(Dataset excerpts)

########################################

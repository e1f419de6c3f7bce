use clap::{ArgGroup, Args, Parser, Subcommand};
use log::LevelFilter;
use pixcrypt::cli::{decrypt_image, encrypt_image, show_info, show_plan, CryptOptions};
use pixcrypt::pipeline::{load_pipeline, parse_pipeline_ops};
use pixcrypt::{Pipeline, Result};
use std::path::PathBuf;
use std::process::ExitCode;

/// Version info from build.rs
const VERSION: &str = env!("PIXCRYPT_VERSION");
const PROFILE: &str = env!("PIXCRYPT_PROFILE");
const GIT_HASH: &str = env!("PIXCRYPT_GIT_HASH");

fn get_version() -> &'static str {
    use std::sync::OnceLock;
    static VERSION_STRING: OnceLock<String> = OnceLock::new();
    VERSION_STRING.get_or_init(|| format!("{} {} ({})", PROFILE, VERSION, GIT_HASH))
}

#[derive(Parser)]
#[command(name = "pixcrypt")]
#[command(about = "Reversible pixel transform pipelines for image obfuscation", long_about = None)]
struct Cli {
    /// Print version
    #[arg(short = 'V', long)]
    version: bool,

    /// Log each pipeline step
    #[arg(short, long, global = true)]
    verbose: bool,

    #[command(subcommand)]
    command: Option<Commands>,
}

#[derive(Subcommand)]
enum Commands {
    /// Apply a pipeline to an image
    #[command(alias = "e")]
    Encrypt {
        /// Input image
        input: PathBuf,

        /// Output image (use a lossless format such as PNG)
        output: PathBuf,

        #[command(flatten)]
        pipeline: PipelineArgs,
    },

    /// Undo a pipeline previously applied with encrypt
    #[command(alias = "d")]
    Decrypt {
        /// Encrypted image
        input: PathBuf,

        /// Output image
        output: PathBuf,

        #[command(flatten)]
        pipeline: PipelineArgs,
    },

    /// Show the forward and inverse steps of a pipeline
    Plan {
        #[command(flatten)]
        pipeline: PipelineArgs,
    },

    /// Show information about an image file
    #[command(alias = "i")]
    Info {
        /// Image file to inspect
        file: PathBuf,
    },
}

#[derive(Args)]
#[command(group(ArgGroup::new("source").args(["pipeline", "op"])))]
struct PipelineArgs {
    /// JSON pipeline description file
    #[arg(long)]
    pipeline: Option<PathBuf>,

    /// Operation in short form, repeatable (e.g. --op swap --op xor:42)
    #[arg(long = "op")]
    op: Vec<String>,
}

impl PipelineArgs {
    /// Resolve to a pipeline; falls back to the built-in one.
    fn resolve(&self) -> Result<Pipeline> {
        if let Some(path) = &self.pipeline {
            load_pipeline(path)
        } else if !self.op.is_empty() {
            parse_pipeline_ops(&self.op)
        } else {
            Ok(Pipeline::default_obfuscation())
        }
    }
}

fn init_logger(verbose: bool) {
    let level = if verbose { LevelFilter::Debug } else { LevelFilter::Warn };
    env_logger::Builder::new()
        .filter_level(level)
        .parse_default_env()
        .format_timestamp(None)
        .init();
}

fn run(command: Commands) -> Result<()> {
    match command {
        Commands::Encrypt { input, output, pipeline } => {
            let options = CryptOptions {
                pipeline: pipeline.resolve()?,
            };
            let shape = encrypt_image(&input, &output, &options)?;
            println!("Encrypted {} image to {}", shape, output.display());
            println!("Pipeline fingerprint: {}", options.pipeline.fingerprint()?);
        }

        Commands::Decrypt { input, output, pipeline } => {
            let options = CryptOptions {
                pipeline: pipeline.resolve()?,
            };
            let shape = decrypt_image(&input, &output, &options)?;
            println!("Decrypted {} image to {}", shape, output.display());
        }

        Commands::Plan { pipeline } => {
            print!("{}", show_plan(&pipeline.resolve()?)?);
        }

        Commands::Info { file } => {
            print!("{}", show_info(&file)?);
        }
    }
    Ok(())
}

fn main() -> ExitCode {
    let cli = Cli::parse();

    if cli.version {
        println!("pixcrypt {}", get_version());
        return ExitCode::SUCCESS;
    }

    init_logger(cli.verbose);

    let command = match cli.command {
        Some(cmd) => cmd,
        None => {
            use clap::CommandFactory;
            if let Err(e) = Cli::command().print_help() {
                eprintln!("Error: {}", e);
                return ExitCode::FAILURE;
            }
            println!();
            return ExitCode::SUCCESS;
        }
    };

    match run(command) {
        Ok(()) => ExitCode::SUCCESS,
        Err(e) => {
            eprintln!("Error: {}", e);
            ExitCode::FAILURE
        }
    }
}
//! Image file <-> [`PixelBuffer`] adapter on top of the `image` crate.
//!
//! - `decode`: open any supported format as 8-bit samples, keeping the
//!   channel layout (gray images get no channel axis).
//! - `encode`: write a buffer back out; format is chosen from the extension.
//!
//! Encrypted output must go to a lossless container. Saving to JPEG is
//! allowed but logged, since the re-encoded samples can no longer be
//! decrypted exactly.

use crate::buffer::PixelBuffer;
use crate::error::{PixcryptError, Result};
use image::{ColorType, DynamicImage, GrayImage, RgbImage, RgbaImage};
use log::{debug, warn};
use std::path::Path;

/// Extensions whose encoders discard sample information.
const LOSSY_EXTENSIONS: [&str; 2] = ["jpg", "jpeg"];

/// Decode an image file into a pixel buffer.
pub fn decode(path: &Path) -> Result<PixelBuffer> {
    let image = image::open(path)?;
    let buffer = from_dynamic(image)?;
    debug!("Decoded {} as {}", path.display(), buffer.shape());
    Ok(buffer)
}

/// True when `color` is stored as-is; anything else is converted on decode
/// and will not be written back in its original pixel format.
pub fn is_native_layout(color: ColorType) -> bool {
    matches!(color, ColorType::L8 | ColorType::Rgb8 | ColorType::Rgba8)
}

/// Convert a decoded image, normalizing to 8 bits per sample.
pub fn from_dynamic(image: DynamicImage) -> Result<PixelBuffer> {
    let height = image.height() as usize;
    let width = image.width() as usize;
    let color = image.color();
    if !is_native_layout(color) {
        warn!(
            "{:?} input is converted to 8-bit {}; output will not keep the original pixel format",
            color,
            if color.has_alpha() {
                "RGBA"
            } else if color.has_color() {
                "RGB"
            } else {
                "grayscale"
            }
        );
    }
    match image {
        DynamicImage::ImageLuma8(img) => PixelBuffer::new(height, width, None, img.into_raw()),
        DynamicImage::ImageRgb8(img) => PixelBuffer::new(height, width, Some(3), img.into_raw()),
        DynamicImage::ImageRgba8(img) => PixelBuffer::new(height, width, Some(4), img.into_raw()),
        other if other.color().has_alpha() => {
            PixelBuffer::new(height, width, Some(4), other.to_rgba8().into_raw())
        }
        other if other.color().has_color() => {
            PixelBuffer::new(height, width, Some(3), other.to_rgb8().into_raw())
        }
        other => PixelBuffer::new(height, width, None, other.to_luma8().into_raw()),
    }
}

/// Convert a pixel buffer back into an image.
pub fn to_dynamic(buffer: &PixelBuffer) -> Result<DynamicImage> {
    let width = u32::try_from(buffer.width())
        .map_err(|_| PixcryptError::InvalidBuffer("width exceeds u32".into()))?;
    let height = u32::try_from(buffer.height())
        .map_err(|_| PixcryptError::InvalidBuffer("height exceeds u32".into()))?;
    let samples = buffer.samples().to_vec();
    let size_error = || PixcryptError::InvalidBuffer(format!("cannot encode {}", buffer.shape()));

    let image = match buffer.channels() {
        None | Some(1) => {
            DynamicImage::ImageLuma8(GrayImage::from_raw(width, height, samples).ok_or_else(size_error)?)
        }
        Some(3) => {
            DynamicImage::ImageRgb8(RgbImage::from_raw(width, height, samples).ok_or_else(size_error)?)
        }
        Some(4) => {
            DynamicImage::ImageRgba8(RgbaImage::from_raw(width, height, samples).ok_or_else(size_error)?)
        }
        Some(c) => {
            return Err(PixcryptError::InvalidBuffer(format!(
                "unsupported channel count {}",
                c
            )))
        }
    };
    Ok(image)
}

/// Encode a pixel buffer to `path`, creating parent directories as needed.
pub fn encode(buffer: &PixelBuffer, path: &Path) -> Result<()> {
    if is_lossy(path) {
        warn!(
            "{} uses a lossy format; the image will not decrypt exactly",
            path.display()
        );
    }
    ensure_parent_dir(path)?;
    to_dynamic(buffer)?.save(path)?;
    debug!("Encoded {} to {}", buffer.shape(), path.display());
    Ok(())
}

/// True when `path`'s extension names a lossy container.
pub fn is_lossy(path: &Path) -> bool {
    path.extension()
        .and_then(|e| e.to_str())
        .map(|e| LOSSY_EXTENSIONS.contains(&e.to_lowercase().as_str()))
        .unwrap_or(false)
}

fn ensure_parent_dir(path: &Path) -> Result<()> {
    if let Some(parent) = path.parent() {
        if !parent.as_os_str().is_empty() {
            std::fs::create_dir_all(parent)?;
        }
    }
    Ok(())
}
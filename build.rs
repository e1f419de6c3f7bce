use std::fs;
use std::path::Path;
use std::process::Command;

fn main() {
    // Detect if this is a release build
    let profile = std::env::var("PROFILE").unwrap_or_else(|_| "debug".to_string());
    let is_release = profile == "release";

    // Read version from VERSION file, falling back to the crate version
    let version_file = Path::new("VERSION");
    let version = if version_file.exists() {
        fs::read_to_string(version_file)
            .map(|s| s.trim().to_string())
            .unwrap_or_else(|_| env!("CARGO_PKG_VERSION").to_string())
    } else {
        env!("CARGO_PKG_VERSION").to_string()
    };

    // Get git commit hash if available
    let git_hash = Command::new("git")
        .args(["rev-parse", "--short", "HEAD"])
        .output()
        .ok()
        .filter(|o| o.status.success())
        .and_then(|o| String::from_utf8(o.stdout).ok())
        .map(|s| s.trim().to_string())
        .filter(|s| !s.is_empty())
        .unwrap_or_else(|| "unknown".to_string());

    println!("cargo:rustc-env=PIXCRYPT_VERSION={}", version);
    println!("cargo:rustc-env=PIXCRYPT_PROFILE={}", if is_release { "release" } else { "development" });
    println!("cargo:rustc-env=PIXCRYPT_GIT_HASH={}", git_hash);

    println!("cargo:rerun-if-changed=VERSION");
    println!("cargo:rerun-if-env-changed=PROFILE");
}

########################################

■ WORK REQUIRED ■
For each line above that contains "rerun", add one to a count, then state only the final number.

■ EXPECTED OUTPUT ■
2